### Goal of the exercise
When a line in the entries contains the word "data", copy that line in full.

---

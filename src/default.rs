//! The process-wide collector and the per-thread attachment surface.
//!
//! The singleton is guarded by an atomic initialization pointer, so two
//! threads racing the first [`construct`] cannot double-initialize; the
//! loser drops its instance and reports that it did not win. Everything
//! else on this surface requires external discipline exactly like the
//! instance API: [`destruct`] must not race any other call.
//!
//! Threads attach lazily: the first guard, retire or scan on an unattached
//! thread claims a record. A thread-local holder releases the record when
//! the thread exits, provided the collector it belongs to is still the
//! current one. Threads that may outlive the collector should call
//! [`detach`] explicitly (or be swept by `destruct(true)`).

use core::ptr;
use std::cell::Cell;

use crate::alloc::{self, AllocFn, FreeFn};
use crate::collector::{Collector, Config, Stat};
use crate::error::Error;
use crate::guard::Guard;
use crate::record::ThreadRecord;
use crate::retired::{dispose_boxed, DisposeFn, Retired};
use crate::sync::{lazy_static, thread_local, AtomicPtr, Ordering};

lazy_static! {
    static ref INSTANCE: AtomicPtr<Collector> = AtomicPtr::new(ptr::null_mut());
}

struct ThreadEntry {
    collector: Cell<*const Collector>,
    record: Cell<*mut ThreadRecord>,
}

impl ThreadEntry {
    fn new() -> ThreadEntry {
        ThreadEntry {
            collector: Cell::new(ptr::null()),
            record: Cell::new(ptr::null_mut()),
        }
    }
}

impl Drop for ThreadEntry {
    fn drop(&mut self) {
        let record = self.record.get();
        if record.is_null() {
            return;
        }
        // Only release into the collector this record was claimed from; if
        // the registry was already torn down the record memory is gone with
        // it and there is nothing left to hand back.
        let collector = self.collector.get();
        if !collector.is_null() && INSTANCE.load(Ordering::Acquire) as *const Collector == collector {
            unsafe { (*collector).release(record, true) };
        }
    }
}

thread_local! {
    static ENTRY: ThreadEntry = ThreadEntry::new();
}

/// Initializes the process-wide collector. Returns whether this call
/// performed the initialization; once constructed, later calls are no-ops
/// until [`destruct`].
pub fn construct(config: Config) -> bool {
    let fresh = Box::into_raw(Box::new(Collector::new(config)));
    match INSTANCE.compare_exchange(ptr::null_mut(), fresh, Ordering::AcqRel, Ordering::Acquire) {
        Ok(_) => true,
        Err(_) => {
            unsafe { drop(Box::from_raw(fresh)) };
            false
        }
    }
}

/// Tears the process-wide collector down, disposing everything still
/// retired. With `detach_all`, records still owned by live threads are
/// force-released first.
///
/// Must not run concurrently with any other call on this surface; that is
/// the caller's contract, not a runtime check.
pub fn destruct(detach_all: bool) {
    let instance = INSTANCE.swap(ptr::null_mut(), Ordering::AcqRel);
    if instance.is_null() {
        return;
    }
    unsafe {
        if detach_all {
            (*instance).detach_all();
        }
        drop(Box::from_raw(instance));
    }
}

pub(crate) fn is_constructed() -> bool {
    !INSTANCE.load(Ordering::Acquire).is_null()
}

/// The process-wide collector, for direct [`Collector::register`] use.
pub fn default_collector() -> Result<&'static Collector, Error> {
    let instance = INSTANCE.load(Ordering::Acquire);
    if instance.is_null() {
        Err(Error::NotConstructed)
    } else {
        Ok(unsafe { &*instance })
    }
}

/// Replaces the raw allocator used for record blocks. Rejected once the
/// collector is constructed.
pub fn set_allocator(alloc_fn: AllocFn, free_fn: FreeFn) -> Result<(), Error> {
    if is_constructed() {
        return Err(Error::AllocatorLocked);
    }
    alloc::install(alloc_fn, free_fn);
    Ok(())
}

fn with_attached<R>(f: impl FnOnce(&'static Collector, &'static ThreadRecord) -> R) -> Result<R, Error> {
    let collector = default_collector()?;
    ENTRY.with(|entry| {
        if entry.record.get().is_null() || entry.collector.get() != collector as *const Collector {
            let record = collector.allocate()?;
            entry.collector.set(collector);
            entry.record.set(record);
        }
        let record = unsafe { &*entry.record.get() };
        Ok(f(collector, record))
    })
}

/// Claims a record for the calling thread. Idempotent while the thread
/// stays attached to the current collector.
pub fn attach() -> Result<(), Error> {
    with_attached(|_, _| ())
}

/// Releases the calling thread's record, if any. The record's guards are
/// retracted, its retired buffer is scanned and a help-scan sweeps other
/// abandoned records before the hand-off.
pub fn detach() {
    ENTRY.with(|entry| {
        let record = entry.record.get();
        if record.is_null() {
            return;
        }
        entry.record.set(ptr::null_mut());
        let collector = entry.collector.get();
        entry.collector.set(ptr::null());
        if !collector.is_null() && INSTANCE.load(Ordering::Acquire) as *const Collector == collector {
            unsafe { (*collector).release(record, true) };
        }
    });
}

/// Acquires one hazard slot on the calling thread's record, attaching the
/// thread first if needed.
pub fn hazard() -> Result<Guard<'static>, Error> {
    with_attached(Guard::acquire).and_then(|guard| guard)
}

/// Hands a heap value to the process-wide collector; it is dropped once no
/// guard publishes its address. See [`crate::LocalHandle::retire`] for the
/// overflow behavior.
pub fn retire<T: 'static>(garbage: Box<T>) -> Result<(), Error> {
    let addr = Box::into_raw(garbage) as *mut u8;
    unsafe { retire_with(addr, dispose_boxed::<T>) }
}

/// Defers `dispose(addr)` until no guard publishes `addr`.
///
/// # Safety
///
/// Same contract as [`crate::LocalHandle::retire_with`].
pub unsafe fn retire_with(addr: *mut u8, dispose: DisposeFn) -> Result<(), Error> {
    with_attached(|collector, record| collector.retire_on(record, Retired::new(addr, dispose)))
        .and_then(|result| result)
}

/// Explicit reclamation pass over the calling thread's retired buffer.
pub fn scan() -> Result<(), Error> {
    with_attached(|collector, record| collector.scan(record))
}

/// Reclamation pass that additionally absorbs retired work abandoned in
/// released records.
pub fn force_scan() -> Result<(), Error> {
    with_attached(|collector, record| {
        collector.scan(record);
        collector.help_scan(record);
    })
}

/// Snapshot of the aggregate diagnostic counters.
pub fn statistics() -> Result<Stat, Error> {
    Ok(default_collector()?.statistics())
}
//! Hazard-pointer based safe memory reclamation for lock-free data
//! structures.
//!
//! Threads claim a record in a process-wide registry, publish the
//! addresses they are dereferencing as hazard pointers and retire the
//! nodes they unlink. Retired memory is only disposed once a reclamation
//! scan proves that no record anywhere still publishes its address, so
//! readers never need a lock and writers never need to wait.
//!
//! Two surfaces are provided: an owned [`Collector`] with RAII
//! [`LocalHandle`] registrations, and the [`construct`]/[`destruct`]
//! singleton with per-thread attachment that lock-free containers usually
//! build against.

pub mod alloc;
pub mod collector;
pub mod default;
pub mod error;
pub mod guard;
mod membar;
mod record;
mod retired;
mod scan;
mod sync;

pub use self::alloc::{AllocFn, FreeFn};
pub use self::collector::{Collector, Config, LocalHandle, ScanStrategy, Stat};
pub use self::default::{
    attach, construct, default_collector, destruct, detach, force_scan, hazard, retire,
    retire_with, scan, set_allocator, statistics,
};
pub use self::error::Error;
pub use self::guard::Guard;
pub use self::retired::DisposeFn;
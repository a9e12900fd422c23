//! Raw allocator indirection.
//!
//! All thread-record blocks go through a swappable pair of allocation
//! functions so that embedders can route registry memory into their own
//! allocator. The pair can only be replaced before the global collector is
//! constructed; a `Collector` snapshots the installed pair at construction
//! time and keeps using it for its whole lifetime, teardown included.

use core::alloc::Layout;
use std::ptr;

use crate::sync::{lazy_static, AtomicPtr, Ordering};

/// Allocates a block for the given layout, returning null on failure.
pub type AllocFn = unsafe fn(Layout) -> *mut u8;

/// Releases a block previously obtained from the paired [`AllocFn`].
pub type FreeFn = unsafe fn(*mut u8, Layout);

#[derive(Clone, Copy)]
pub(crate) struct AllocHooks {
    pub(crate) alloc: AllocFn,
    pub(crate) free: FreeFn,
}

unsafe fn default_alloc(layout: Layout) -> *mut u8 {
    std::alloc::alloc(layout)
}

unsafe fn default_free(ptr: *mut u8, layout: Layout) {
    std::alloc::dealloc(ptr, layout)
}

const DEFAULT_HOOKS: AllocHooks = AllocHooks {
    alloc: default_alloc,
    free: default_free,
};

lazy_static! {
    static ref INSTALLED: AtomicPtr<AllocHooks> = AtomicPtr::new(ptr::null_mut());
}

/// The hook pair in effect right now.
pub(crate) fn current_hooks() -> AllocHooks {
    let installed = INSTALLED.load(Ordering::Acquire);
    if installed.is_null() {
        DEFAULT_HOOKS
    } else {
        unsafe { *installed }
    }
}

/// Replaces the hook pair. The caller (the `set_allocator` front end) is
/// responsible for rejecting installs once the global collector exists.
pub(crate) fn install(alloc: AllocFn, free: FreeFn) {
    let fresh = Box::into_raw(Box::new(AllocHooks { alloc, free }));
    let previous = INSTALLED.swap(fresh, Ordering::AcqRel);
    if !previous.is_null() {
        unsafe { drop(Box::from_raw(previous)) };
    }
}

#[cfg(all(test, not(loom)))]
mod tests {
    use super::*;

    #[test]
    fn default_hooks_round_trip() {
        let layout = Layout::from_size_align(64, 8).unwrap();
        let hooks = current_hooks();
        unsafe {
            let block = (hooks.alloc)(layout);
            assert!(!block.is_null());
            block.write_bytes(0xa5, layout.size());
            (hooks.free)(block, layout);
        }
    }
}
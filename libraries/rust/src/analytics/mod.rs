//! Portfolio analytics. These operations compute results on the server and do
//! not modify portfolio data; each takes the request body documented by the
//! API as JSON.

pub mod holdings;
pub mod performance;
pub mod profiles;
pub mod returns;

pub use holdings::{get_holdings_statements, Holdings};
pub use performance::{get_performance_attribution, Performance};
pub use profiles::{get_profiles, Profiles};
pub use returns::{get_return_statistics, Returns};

---

### Task result
//! Hazard-pointer based safe memory reclamation for lock-free data
//! not modify portfolio data; each takes the request body documented by the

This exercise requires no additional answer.